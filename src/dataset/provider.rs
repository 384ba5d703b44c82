//! Dataset providers
//!
//! Two interchangeable sources behind one trait: a CSV-backed provider for
//! the real dataset and a synthetic provider that generates patients from a
//! parametric risk model. The whole downstream pipeline is shared.

use crate::error::{Result, RiskError};
use super::{LabeledRecord, PatientRecord, AGE_COLUMN, CATEGORICAL_ATTRIBUTES, LABEL_COLUMN};
use polars::prelude::*;
use rand::prelude::*;
use rand_distr::Normal;
use std::io::Cursor;
use std::path::PathBuf;

/// Source of labeled patient records.
pub trait DatasetProvider: Send + Sync {
    fn load(&self) -> Result<Vec<LabeledRecord>>;
}

/// Loads patient records from a header-row CSV file.
#[derive(Debug, Clone)]
pub struct CsvDatasetProvider {
    path: PathBuf,
}

impl CsvDatasetProvider {
    pub fn new(path: impl Into<PathBuf>) -> Self {
        Self { path: path.into() }
    }
}

impl DatasetProvider for CsvDatasetProvider {
    fn load(&self) -> Result<Vec<LabeledRecord>> {
        let bytes = std::fs::read(&self.path).map_err(|e| {
            RiskError::DataUnavailable(format!("{}: {}", self.path.display(), e))
        })?;

        let df = CsvReadOptions::default()
            .with_infer_schema_length(Some(1000))
            .with_has_header(true)
            .into_reader_with_file_handle(Cursor::new(&bytes))
            .finish()?;

        if df.height() == 0 {
            return Err(RiskError::DataUnavailable(format!(
                "{} contains no records",
                self.path.display()
            )));
        }

        records_from_dataframe(&df)
    }
}

fn records_from_dataframe(df: &DataFrame) -> Result<Vec<LabeledRecord>> {
    let height = df.height();

    let ages = df
        .column(AGE_COLUMN)?
        .as_materialized_series()
        .cast(&DataType::Int64)?;
    let ages = ages.i64()?.clone();

    let labels = df
        .column(LABEL_COLUMN)?
        .as_materialized_series()
        .cast(&DataType::Int64)?;
    let labels = labels.i64()?.clone();

    let mut categorical_columns = Vec::with_capacity(CATEGORICAL_ATTRIBUTES.len());
    for attr in CATEGORICAL_ATTRIBUTES {
        let series = df.column(attr.name)?.as_materialized_series().clone();
        let values = series.str()?.clone();
        categorical_columns.push(values);
    }

    let cell = |col: &StringChunked, name: &str, i: usize| -> Result<String> {
        col.get(i)
            .map(|s| s.to_string())
            .ok_or_else(|| RiskError::DataError(format!("null value in column {} at row {}", name, i)))
    };

    let mut records = Vec::with_capacity(height);
    for i in 0..height {
        let age = ages
            .get(i)
            .ok_or_else(|| RiskError::DataError(format!("null Age at row {}", i)))?;
        let label = labels
            .get(i)
            .ok_or_else(|| RiskError::DataError(format!("null {} at row {}", LABEL_COLUMN, i)))?;

        let patient = PatientRecord {
            age,
            gender: cell(&categorical_columns[0], "Gender", i)?,
            hormonal_changes: cell(&categorical_columns[1], "Hormonal Changes", i)?,
            family_history: cell(&categorical_columns[2], "Family History", i)?,
            race_ethnicity: cell(&categorical_columns[3], "Race/Ethnicity", i)?,
            body_weight: cell(&categorical_columns[4], "Body Weight", i)?,
            calcium_intake: cell(&categorical_columns[5], "Calcium Intake", i)?,
            vitamin_d_intake: cell(&categorical_columns[6], "Vitamin D Intake", i)?,
            physical_activity: cell(&categorical_columns[7], "Physical Activity", i)?,
            smoking: cell(&categorical_columns[8], "Smoking", i)?,
            alcohol_consumption: cell(&categorical_columns[9], "Alcohol Consumption", i)?,
            medical_conditions: cell(&categorical_columns[10], "Medical Conditions", i)?,
            medications: cell(&categorical_columns[11], "Medications", i)?,
            prior_fractures: cell(&categorical_columns[12], "Prior Fractures", i)?,
        };

        records.push(LabeledRecord { patient, label });
    }

    Ok(records)
}

/// Generates patients from a parametric risk model.
///
/// Age is drawn from Normal(60, 15) clipped to [18, 90]; the categorical
/// attributes are drawn with fixed weights; the outcome label is an additive
/// risk score plus Normal(0, 0.1) noise thresholded at 0.5.
#[derive(Debug, Clone)]
pub struct SyntheticDatasetProvider {
    n_samples: usize,
    seed: u64,
}

impl SyntheticDatasetProvider {
    pub fn new(n_samples: usize) -> Self {
        Self { n_samples, seed: 42 }
    }

    pub fn with_seed(mut self, seed: u64) -> Self {
        self.seed = seed;
        self
    }
}

impl DatasetProvider for SyntheticDatasetProvider {
    fn load(&self) -> Result<Vec<LabeledRecord>> {
        if self.n_samples == 0 {
            return Err(RiskError::DataUnavailable(
                "synthetic dataset size is zero".to_string(),
            ));
        }

        let mut rng = StdRng::seed_from_u64(self.seed);
        let age_dist = Normal::<f64>::new(60.0, 15.0)
            .map_err(|e| RiskError::ValidationError(e.to_string()))?;
        let noise_dist = Normal::new(0.0, 0.1)
            .map_err(|e| RiskError::ValidationError(e.to_string()))?;

        let mut records = Vec::with_capacity(self.n_samples);
        for _ in 0..self.n_samples {
            let age = (rng.sample(age_dist).round() as i64).clamp(18, 90);

            let patient = PatientRecord {
                age,
                gender: pick(&mut rng, &["Male", "Female"]),
                hormonal_changes: pick(&mut rng, &["Normal", "Postmenopausal"]),
                family_history: pick_binary(&mut rng, "Yes", "No", 0.3),
                race_ethnicity: pick(&mut rng, &["White", "Asian", "Hispanic", "Black", "Other"]),
                body_weight: pick(&mut rng, &["Normal", "Underweight", "Overweight"]),
                calcium_intake: pick(&mut rng, &["Adequate", "Low"]),
                vitamin_d_intake: pick(&mut rng, &["Sufficient", "Insufficient"]),
                physical_activity: pick(&mut rng, &["Active", "Sedentary"]),
                smoking: pick_binary(&mut rng, "Yes", "No", 0.2),
                alcohol_consumption: pick(&mut rng, &["None", "Moderate", "Heavy"]),
                medical_conditions: pick(&mut rng, &["None", "Rheumatoid Arthritis", "Hyperthyroidism"]),
                medications: pick_binary(&mut rng, "Corticosteroids", "None", 0.2),
                prior_fractures: pick_binary(&mut rng, "Yes", "No", 0.3),
            };

            let score = risk_score(&patient) + rng.sample(noise_dist);
            let label = i64::from(score > 0.5);
            records.push(LabeledRecord { patient, label });
        }

        Ok(records)
    }
}

fn pick<R: Rng>(rng: &mut R, options: &[&str]) -> String {
    options[rng.gen_range(0..options.len())].to_string()
}

fn pick_binary<R: Rng>(rng: &mut R, hit: &str, miss: &str, p_hit: f64) -> String {
    if rng.gen_bool(p_hit) { hit.to_string() } else { miss.to_string() }
}

/// Additive risk score over the known osteoporosis risk factors.
fn risk_score(p: &PatientRecord) -> f64 {
    let mut score = 0.0;
    if p.age > 65 {
        score += 0.3;
    }
    if p.gender == "Female" {
        score += 0.2;
    }
    if p.hormonal_changes == "Postmenopausal" {
        score += 0.2;
    }
    if p.family_history == "Yes" {
        score += 0.15;
    }
    if p.body_weight == "Underweight" {
        score += 0.1;
    }
    if p.calcium_intake == "Low" {
        score += 0.1;
    }
    if p.vitamin_d_intake == "Insufficient" {
        score += 0.1;
    }
    if p.physical_activity == "Sedentary" {
        score += 0.1;
    }
    if p.smoking == "Yes" {
        score += 0.1;
    }
    if p.alcohol_consumption == "Heavy" {
        score += 0.1;
    }
    if p.medical_conditions != "None" {
        score += 0.15;
    }
    if p.medications == "Corticosteroids" {
        score += 0.2;
    }
    if p.prior_fractures == "Yes" {
        score += 0.2;
    }
    score
}

#[cfg(test)]
mod tests {
    use super::*;
    use crate::dataset::count_label;

    #[test]
    fn test_synthetic_provider_deterministic() {
        let provider = SyntheticDatasetProvider::new(200).with_seed(42);
        let a = provider.load().unwrap();
        let b = provider.load().unwrap();
        assert_eq!(a, b);
        assert_eq!(a.len(), 200);
    }

    #[test]
    fn test_synthetic_provider_has_both_classes() {
        let records = SyntheticDatasetProvider::new(500).load().unwrap();
        assert!(count_label(&records, 0) > 0);
        assert!(count_label(&records, 1) > 0);
    }

    #[test]
    fn test_synthetic_ages_in_range() {
        let records = SyntheticDatasetProvider::new(300).load().unwrap();
        assert!(records.iter().all(|r| (18..=90).contains(&r.patient.age)));
    }

    #[test]
    fn test_csv_provider_missing_file() {
        let provider = CsvDatasetProvider::new("/nonexistent/osteoporosis.csv");
        let err = provider.load().unwrap_err();
        assert!(matches!(err, RiskError::DataUnavailable(_)));
    }

    #[test]
    fn test_csv_provider_round_trip() {
        let dir = std::env::temp_dir().join("bonehealth-test-csv");
        std::fs::create_dir_all(&dir).unwrap();
        let path = dir.join("osteoporosis.csv");
        let csv = "\
Id,Age,Gender,Hormonal Changes,Family History,Race/Ethnicity,Body Weight,Calcium Intake,Vitamin D Intake,Physical Activity,Smoking,Alcohol Consumption,Medical Conditions,Medications,Prior Fractures,Osteoporosis
1,70,Female,Postmenopausal,Yes,White,Underweight,Low,Insufficient,Sedentary,Yes,Heavy,Hyperthyroidism,Corticosteroids,Yes,1
2,25,Male,Normal,No,Asian,Normal,Adequate,Sufficient,Active,No,None,None,None,No,0
";
        std::fs::write(&path, csv).unwrap();

        let records = CsvDatasetProvider::new(&path).load().unwrap();
        assert_eq!(records.len(), 2);
        assert_eq!(records[0].label, 1);
        assert_eq!(records[0].patient.age, 70);
        assert_eq!(records[1].patient.categorical("Calcium Intake"), Some("Adequate"));
    }

    #[test]
    fn test_risk_score_monotone_in_risk_factors() {
        let mut low = crate::dataset::sample_patient();
        low.age = 30;
        low.gender = "Male".to_string();
        low.hormonal_changes = "Normal".to_string();
        low.family_history = "No".to_string();
        low.body_weight = "Normal".to_string();
        low.calcium_intake = "Adequate".to_string();
        low.vitamin_d_intake = "Sufficient".to_string();
        low.physical_activity = "Active".to_string();
        low.smoking = "No".to_string();
        low.alcohol_consumption = "None".to_string();
        low.medications = "None".to_string();
        low.prior_fractures = "No".to_string();

        let mut high = low.clone();
        high.age = 80;
        high.gender = "Female".to_string();
        high.hormonal_changes = "Postmenopausal".to_string();
        high.prior_fractures = "Yes".to_string();

        assert!(risk_score(&high) > risk_score(&low));
    }
}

■ WHAT TO WORK ON: Needed here are the exact lines from the start of the material through the line that contains "header-row CSV file.", and no others.

■ SOLVED PROBLEM:
filename src/dataset/provider.rs
repository 384ba5d703b44c82
//! Dataset providers
//!
//! Two interchangeable sources behind one trait: a CSV-backed provider for
//! the real dataset and a synthetic provider that generates patients from a
//! parametric risk model. The whole downstream pipeline is shared.

use crate::error::{Result, RiskError};
use super::{LabeledRecord, PatientRecord, AGE_COLUMN, CATEGORICAL_ATTRIBUTES, LABEL_COLUMN};
use polars::prelude::*;
use rand::prelude::*;
use rand_distr::Normal;
use std::io::Cursor;
use std::path::PathBuf;

/// Source of labeled patient records.
pub trait DatasetProvider: Send + Sync {
    fn load(&self) -> Result<Vec<LabeledRecord>>;
}

/// Loads patient records from a header-row CSV file.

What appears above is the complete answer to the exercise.